From Badgerys Creek to the big time: Cindy Pan shares her amazing life

One of the many remarkable things about Dr Cindy Pan is the amazing acuteness of her memory.

Merrily, and with unadulterated fondness, Pan regales tale after tale of her childhood -from the names of pets to the intricacies of her early life with her Chinese parents.

But then, it was a childhood filled with colour and perhaps all that much easier to remember.

Dr Cindy Pan at her home in Turramurra. Picture: Jordan Shields
Dr Cindy Pan at her home in Turramurra.
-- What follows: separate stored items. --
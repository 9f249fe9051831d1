//! WebSocket connection handlers.
//!
//! One accepted session runs two loops: the receive loop (in the upgrade
//! task) and the send loop (spawned). Whichever ends first ends the
//! connection, and the connection is unregistered exactly once.

use std::{sync::Arc, time::Duration};

use axum::{
    body::Bytes,
    extract::{
        Path, Query, State,
        ws::{Message, WebSocket, WebSocketUpgrade},
    },
    http::StatusCode,
    response::IntoResponse,
};
use futures_util::{
    sink::SinkExt,
    stream::{SplitSink, SplitStream, StreamExt},
};
use serde::Deserialize;
use thiserror::Error;
use tokio::time::{Instant, MissedTickBehavior, interval_at, timeout};

use crate::{
    config::SessionTimings,
    domain::{ConnectionIdentity, OutboundReceiver},
    ui::state::AppState,
    usecase::DispatchError,
};

/// Query parameters for WebSocket connection
#[derive(Debug, Deserialize)]
#[serde(rename_all = "camelCase")]
pub struct ConnectQuery {
    pub user_id: Option<String>,
    pub username: Option<String>,
}

pub async fn websocket_handler(
    ws: WebSocketUpgrade,
    State(state): State<Arc<AppState>>,
    Path(room_id): Path<String>,
    Query(query): Query<ConnectQuery>,
) -> Result<impl IntoResponse, StatusCode> {
    let identity = match state.connect_participant_usecase.build_identity(
        room_id,
        query.user_id,
        query.username,
    ) {
        Ok(identity) => identity,
        Err(e) => {
            tracing::warn!("Rejecting WebSocket connection: {}", e);
            return Err(StatusCode::BAD_REQUEST);
        }
    };

    tracing::info!(
        room_id = %identity.room_id,
        user_id = %identity.user_id,
        connection_id = %identity.connection_id,
        "Accepting WebSocket connection"
    );

    Ok(ws.on_upgrade(move |socket| handle_socket(socket, state, identity)))
}

async fn handle_socket(socket: WebSocket, state: Arc<AppState>, identity: ConnectionIdentity) {
    let outbound = match state
        .connect_participant_usecase
        .execute(identity.clone())
        .await
    {
        Ok(outbound) => outbound,
        Err(e) => {
            tracing::error!(
                connection_id = %identity.connection_id,
                "Failed to register connection: {}",
                e
            );
            return;
        }
    };

    let timings = state.timings;
    let (sink, stream) = socket.split();
    let mut send_task = tokio::spawn(send_loop(sink, outbound, timings, identity.clone()));

    tokio::select! {
        _ = receive_loop(stream, &state, &identity, timings.read_timeout) => {
            // Unregistering drops the queue sender; the send loop then writes
            // a close frame and exits on its own
            disconnect(&state, &identity).await;
            if timeout(timings.write_timeout, &mut send_task).await.is_err() {
                send_task.abort();
            }
        }
        _ = &mut send_task => {
            disconnect(&state, &identity).await;
        }
    }

    tracing::info!(
        room_id = %identity.room_id,
        user_id = %identity.user_id,
        connection_id = %identity.connection_id,
        "WebSocket connection closed"
    );
}

async fn disconnect(state: &AppState, identity: &ConnectionIdentity) {
    if let Err(e) = state
        .disconnect_participant_usecase
        .execute(identity.clone())
        .await
    {
        tracing::warn!(
            connection_id = %identity.connection_id,
            "Failed to unregister connection: {}",
            e
        );
    }
}

/// Read frames until the client goes away or stays silent past `read_timeout`
async fn receive_loop(
    mut stream: SplitStream<WebSocket>,
    state: &AppState,
    identity: &ConnectionIdentity,
    read_timeout: Duration,
) {
    loop {
        let frame = match timeout(read_timeout, stream.next()).await {
            Err(_) => {
                tracing::info!(
                    connection_id = %identity.connection_id,
                    "No frame received within {:?}, closing connection",
                    read_timeout
                );
                break;
            }
            Ok(None) => break,
            Ok(Some(Err(e))) => {
                tracing::debug!(
                    connection_id = %identity.connection_id,
                    "WebSocket receive error: {}",
                    e
                );
                break;
            }
            Ok(Some(Ok(frame))) => frame,
        };

        match frame {
            Message::Text(text) => dispatch(state, identity, text.as_str()).await,
            Message::Binary(data) => {
                tracing::debug!(
                    connection_id = %identity.connection_id,
                    "Ignoring binary frame ({} bytes)",
                    data.len()
                );
            }
            Message::Ping(_) | Message::Pong(_) => {
                tracing::trace!(connection_id = %identity.connection_id, "Received ping/pong");
            }
            Message::Close(_) => {
                tracing::debug!(
                    connection_id = %identity.connection_id,
                    "Client requested close"
                );
                break;
            }
        }
    }
}

async fn dispatch(state: &AppState, identity: &ConnectionIdentity, frame: &str) {
    match state
        .dispatch_message_usecase
        .execute(identity, frame)
        .await
    {
        Ok(kind) => {
            tracing::debug!(
                room_id = %identity.room_id,
                user_id = %identity.user_id,
                "Dispatched {} message",
                kind
            );
        }
        Err(e @ (DispatchError::Decode(_) | DispatchError::UnsupportedType(_))) => {
            tracing::warn!(
                room_id = %identity.room_id,
                user_id = %identity.user_id,
                "Dropping inbound frame: {}",
                e
            );
        }
        Err(e) => {
            tracing::error!(
                room_id = %identity.room_id,
                user_id = %identity.user_id,
                "Failed to dispatch message: {}",
                e
            );
        }
    }
}

#[derive(Debug, Error)]
enum WriteError {
    #[error("write did not complete within {0:?}")]
    Timeout(Duration),

    #[error(transparent)]
    Transport(#[from] axum::Error),
}

/// Drain the outbound queue into the socket, pinging when idle
async fn send_loop(
    mut sink: SplitSink<WebSocket, Message>,
    mut outbound: OutboundReceiver,
    timings: SessionTimings,
    identity: ConnectionIdentity,
) {
    let period = timings.keepalive_interval;
    let mut keepalive = interval_at(Instant::now() + period, period);
    keepalive.set_missed_tick_behavior(MissedTickBehavior::Delay);

    loop {
        let result = tokio::select! {
            message = outbound.recv() => match message {
                Some(text) => write(&mut sink, Message::Text(text.into()), timings.write_timeout).await,
                None => {
                    // The registry dropped this connection
                    if let Err(e) = write(&mut sink, Message::Close(None), timings.write_timeout).await {
                        tracing::debug!(
                            connection_id = %identity.connection_id,
                            "Failed to send close frame: {}",
                            e
                        );
                    }
                    break;
                }
            },
            _ = keepalive.tick() => {
                write(&mut sink, Message::Ping(Bytes::new()), timings.write_timeout).await
            }
        };

        if let Err(e) = result {
            tracing::debug!(
                connection_id = %identity.connection_id,
                "WebSocket send failed: {}",
                e
            );
            break;
        }
        keepalive.reset();
    }
}

async fn write(
    sink: &mut SplitSink<WebSocket, Message>,
    message: Message,
    deadline: Duration,
) -> Result<(), WriteError> {
    match timeout(deadline, sink.send(message)).await {
        Ok(result) => Ok(result?),
        Err(_) => Err(WriteError::Timeout(deadline)),
    }
}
Picture: Jordan Shields

Now 51, Pan — a GP whose career incarnations have included actor, model, newspaper columnist and author — spent the first decade of her life exploring the remote paddocks of Badgerys Creek, where her father, “a real life Crocodile Dundee”, was an animal geneticist with CSIRO.

Back then, life for Pan — who was this year’s Mosman Australia Day ambassador — was spent tending to pets of various kinds that came through her father’s laboratory, alongside her elder brother, who was her constant companion in the absence of other children.

Rabbits, chooks and ponies (of course, Pan recalls every name — there was Carney, Candy, Robert, Timmy “who used to bite my ponytail” and Sattersocks, named because of his white socks), joined a bull called Bimbo and a cow called Broom-Hilda.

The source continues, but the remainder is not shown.